▶ [DESCRIPTION OF THE TASK]: Give the number of lines in the records below that include "cache", and nothing more.

[Collected data entries]
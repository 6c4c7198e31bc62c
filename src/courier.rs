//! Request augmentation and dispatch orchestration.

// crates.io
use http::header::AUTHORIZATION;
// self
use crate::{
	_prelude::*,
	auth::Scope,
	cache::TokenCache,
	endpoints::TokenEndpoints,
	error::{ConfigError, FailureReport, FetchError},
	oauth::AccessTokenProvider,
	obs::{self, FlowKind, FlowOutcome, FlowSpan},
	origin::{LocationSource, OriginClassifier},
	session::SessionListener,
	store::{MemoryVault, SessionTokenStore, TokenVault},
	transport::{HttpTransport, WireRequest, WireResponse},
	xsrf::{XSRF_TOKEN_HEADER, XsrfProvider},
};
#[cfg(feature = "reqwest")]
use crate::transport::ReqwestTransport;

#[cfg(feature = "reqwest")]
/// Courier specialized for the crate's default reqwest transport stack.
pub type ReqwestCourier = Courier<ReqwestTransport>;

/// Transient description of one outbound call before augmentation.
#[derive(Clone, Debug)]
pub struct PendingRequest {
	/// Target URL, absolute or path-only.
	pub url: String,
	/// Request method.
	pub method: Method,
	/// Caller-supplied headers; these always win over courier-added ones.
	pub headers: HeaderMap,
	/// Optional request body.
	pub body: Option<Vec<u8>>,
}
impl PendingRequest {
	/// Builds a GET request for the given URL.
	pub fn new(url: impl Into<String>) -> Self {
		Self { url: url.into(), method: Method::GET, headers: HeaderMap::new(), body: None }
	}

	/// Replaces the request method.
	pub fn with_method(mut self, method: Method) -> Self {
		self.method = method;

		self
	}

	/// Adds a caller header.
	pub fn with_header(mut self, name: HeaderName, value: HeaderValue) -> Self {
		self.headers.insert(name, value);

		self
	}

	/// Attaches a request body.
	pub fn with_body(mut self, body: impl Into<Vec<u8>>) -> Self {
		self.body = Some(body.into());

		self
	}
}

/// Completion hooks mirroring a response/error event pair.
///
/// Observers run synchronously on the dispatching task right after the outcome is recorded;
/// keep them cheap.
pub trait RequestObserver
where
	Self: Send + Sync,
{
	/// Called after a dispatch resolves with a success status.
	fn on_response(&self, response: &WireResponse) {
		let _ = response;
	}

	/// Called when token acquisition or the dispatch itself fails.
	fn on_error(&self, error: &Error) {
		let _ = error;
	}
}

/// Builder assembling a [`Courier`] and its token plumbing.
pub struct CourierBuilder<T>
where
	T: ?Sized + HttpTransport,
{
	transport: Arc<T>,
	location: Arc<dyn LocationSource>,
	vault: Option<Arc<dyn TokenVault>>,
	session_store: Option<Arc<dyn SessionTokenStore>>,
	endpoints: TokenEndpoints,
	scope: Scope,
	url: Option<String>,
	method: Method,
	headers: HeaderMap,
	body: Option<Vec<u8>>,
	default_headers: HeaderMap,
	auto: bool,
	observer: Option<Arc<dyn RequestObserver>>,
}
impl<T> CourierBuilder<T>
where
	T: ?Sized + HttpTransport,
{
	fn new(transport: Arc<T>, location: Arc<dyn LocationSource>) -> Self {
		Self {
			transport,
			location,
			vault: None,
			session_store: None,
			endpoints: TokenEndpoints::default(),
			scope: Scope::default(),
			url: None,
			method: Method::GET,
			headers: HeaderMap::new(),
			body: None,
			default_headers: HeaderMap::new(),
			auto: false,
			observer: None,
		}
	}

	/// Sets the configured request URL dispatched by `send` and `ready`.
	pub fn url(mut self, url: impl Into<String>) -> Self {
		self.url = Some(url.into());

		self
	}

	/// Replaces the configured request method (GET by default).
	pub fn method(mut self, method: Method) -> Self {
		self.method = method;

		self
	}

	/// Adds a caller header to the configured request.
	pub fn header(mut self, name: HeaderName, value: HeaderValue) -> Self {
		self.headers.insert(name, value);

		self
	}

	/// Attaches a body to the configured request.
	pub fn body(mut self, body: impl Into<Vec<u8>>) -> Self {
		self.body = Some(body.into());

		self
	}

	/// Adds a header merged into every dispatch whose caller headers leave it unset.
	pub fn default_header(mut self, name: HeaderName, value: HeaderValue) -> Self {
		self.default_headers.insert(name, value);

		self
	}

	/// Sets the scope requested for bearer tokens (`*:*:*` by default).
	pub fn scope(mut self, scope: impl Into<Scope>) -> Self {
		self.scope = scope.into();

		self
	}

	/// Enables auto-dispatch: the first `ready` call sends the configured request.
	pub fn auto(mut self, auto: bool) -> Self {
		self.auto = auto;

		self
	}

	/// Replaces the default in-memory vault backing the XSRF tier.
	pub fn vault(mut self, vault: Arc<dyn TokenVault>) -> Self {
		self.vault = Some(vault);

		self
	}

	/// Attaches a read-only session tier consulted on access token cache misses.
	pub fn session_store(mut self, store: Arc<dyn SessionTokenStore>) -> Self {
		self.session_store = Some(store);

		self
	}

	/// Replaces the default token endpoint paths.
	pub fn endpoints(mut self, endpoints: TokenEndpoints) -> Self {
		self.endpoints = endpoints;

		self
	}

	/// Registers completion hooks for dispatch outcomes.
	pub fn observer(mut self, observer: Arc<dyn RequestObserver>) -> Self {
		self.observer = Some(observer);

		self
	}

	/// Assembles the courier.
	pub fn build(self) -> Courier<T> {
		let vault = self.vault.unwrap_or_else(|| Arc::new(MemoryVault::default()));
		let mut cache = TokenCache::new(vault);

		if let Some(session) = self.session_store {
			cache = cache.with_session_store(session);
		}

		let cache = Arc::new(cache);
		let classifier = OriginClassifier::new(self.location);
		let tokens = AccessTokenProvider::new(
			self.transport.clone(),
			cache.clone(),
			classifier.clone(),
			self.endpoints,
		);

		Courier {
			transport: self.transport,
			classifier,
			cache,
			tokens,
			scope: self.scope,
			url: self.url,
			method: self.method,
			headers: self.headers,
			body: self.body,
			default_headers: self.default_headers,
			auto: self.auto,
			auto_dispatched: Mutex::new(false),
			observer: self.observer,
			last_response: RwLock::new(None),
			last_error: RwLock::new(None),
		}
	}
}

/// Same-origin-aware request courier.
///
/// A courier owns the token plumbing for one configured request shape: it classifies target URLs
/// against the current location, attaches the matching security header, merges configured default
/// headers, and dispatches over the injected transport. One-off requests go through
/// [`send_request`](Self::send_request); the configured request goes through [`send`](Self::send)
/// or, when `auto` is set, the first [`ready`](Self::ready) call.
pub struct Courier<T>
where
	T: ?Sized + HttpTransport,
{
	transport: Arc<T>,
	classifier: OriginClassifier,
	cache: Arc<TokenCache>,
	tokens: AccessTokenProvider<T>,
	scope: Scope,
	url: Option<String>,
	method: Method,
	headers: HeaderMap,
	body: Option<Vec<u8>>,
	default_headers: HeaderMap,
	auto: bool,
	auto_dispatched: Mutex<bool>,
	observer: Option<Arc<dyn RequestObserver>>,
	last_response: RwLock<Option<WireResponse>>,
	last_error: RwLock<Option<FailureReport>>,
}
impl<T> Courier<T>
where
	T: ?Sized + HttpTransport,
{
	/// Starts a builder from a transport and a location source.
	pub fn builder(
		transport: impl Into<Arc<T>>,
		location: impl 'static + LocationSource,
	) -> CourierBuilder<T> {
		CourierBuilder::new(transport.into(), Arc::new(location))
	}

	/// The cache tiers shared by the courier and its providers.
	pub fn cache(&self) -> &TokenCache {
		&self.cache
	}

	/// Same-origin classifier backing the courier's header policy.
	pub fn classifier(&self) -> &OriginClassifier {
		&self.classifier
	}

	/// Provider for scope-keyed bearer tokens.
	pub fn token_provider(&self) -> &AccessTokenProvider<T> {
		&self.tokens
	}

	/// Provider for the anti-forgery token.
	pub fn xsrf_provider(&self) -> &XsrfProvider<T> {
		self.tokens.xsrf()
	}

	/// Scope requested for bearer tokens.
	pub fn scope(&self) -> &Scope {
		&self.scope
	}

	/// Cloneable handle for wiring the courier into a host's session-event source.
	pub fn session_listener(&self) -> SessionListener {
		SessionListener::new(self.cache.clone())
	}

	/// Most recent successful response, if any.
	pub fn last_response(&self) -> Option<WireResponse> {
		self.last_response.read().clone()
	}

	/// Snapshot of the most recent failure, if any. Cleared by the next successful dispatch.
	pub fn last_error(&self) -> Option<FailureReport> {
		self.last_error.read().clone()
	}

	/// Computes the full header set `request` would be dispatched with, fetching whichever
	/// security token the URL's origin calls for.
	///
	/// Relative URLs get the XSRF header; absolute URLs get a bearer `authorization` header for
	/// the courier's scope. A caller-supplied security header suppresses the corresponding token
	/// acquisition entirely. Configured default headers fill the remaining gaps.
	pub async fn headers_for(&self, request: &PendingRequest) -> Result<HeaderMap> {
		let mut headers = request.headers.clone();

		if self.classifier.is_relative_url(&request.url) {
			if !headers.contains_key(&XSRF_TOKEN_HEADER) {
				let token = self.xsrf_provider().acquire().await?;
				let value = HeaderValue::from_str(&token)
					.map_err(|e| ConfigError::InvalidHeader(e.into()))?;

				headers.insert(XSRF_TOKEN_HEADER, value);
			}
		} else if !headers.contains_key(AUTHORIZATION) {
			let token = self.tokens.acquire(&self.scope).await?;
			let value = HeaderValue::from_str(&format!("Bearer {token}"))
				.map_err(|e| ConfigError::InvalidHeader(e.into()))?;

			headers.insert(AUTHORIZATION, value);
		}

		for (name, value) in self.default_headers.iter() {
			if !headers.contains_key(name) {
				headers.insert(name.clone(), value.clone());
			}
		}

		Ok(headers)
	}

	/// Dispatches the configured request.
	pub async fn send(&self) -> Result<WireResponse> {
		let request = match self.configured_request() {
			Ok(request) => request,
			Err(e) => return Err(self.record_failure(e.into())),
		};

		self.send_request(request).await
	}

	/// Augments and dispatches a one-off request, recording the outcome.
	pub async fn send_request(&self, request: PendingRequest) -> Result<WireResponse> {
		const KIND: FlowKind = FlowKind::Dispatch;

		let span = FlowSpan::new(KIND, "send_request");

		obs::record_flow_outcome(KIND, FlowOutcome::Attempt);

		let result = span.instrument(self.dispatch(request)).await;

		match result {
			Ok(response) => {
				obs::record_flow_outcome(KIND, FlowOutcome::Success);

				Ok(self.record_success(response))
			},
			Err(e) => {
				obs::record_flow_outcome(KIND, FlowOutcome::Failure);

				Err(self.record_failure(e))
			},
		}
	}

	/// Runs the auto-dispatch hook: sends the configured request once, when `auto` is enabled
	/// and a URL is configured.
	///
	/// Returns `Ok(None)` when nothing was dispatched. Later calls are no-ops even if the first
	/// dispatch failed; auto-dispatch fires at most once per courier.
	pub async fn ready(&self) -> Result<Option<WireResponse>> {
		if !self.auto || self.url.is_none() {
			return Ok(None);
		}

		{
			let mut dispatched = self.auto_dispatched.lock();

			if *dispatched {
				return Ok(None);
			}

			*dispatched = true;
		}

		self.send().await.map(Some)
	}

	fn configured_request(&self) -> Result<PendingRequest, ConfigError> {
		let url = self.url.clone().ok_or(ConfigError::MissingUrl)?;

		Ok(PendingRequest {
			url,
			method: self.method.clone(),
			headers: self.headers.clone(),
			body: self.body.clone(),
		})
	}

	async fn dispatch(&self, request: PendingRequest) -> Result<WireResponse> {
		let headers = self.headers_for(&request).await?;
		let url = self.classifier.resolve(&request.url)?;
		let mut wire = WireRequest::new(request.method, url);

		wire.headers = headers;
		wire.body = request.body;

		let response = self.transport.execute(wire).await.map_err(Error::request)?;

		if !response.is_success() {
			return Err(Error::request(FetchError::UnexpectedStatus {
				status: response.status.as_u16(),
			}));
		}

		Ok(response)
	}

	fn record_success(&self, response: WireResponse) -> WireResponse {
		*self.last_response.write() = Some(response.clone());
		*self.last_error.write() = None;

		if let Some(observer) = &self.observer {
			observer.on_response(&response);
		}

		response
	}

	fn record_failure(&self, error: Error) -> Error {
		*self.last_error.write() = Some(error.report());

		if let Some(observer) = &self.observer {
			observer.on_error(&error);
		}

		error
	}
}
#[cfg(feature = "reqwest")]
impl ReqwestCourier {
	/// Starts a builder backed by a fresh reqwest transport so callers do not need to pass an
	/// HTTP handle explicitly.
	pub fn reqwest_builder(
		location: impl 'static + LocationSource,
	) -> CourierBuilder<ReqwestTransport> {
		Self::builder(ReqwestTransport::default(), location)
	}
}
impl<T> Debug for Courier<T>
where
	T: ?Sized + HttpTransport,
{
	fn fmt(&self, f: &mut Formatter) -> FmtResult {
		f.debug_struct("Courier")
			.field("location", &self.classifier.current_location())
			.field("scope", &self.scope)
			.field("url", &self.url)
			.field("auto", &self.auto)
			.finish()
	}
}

▶ [EXERCISE OUTPUT]: 12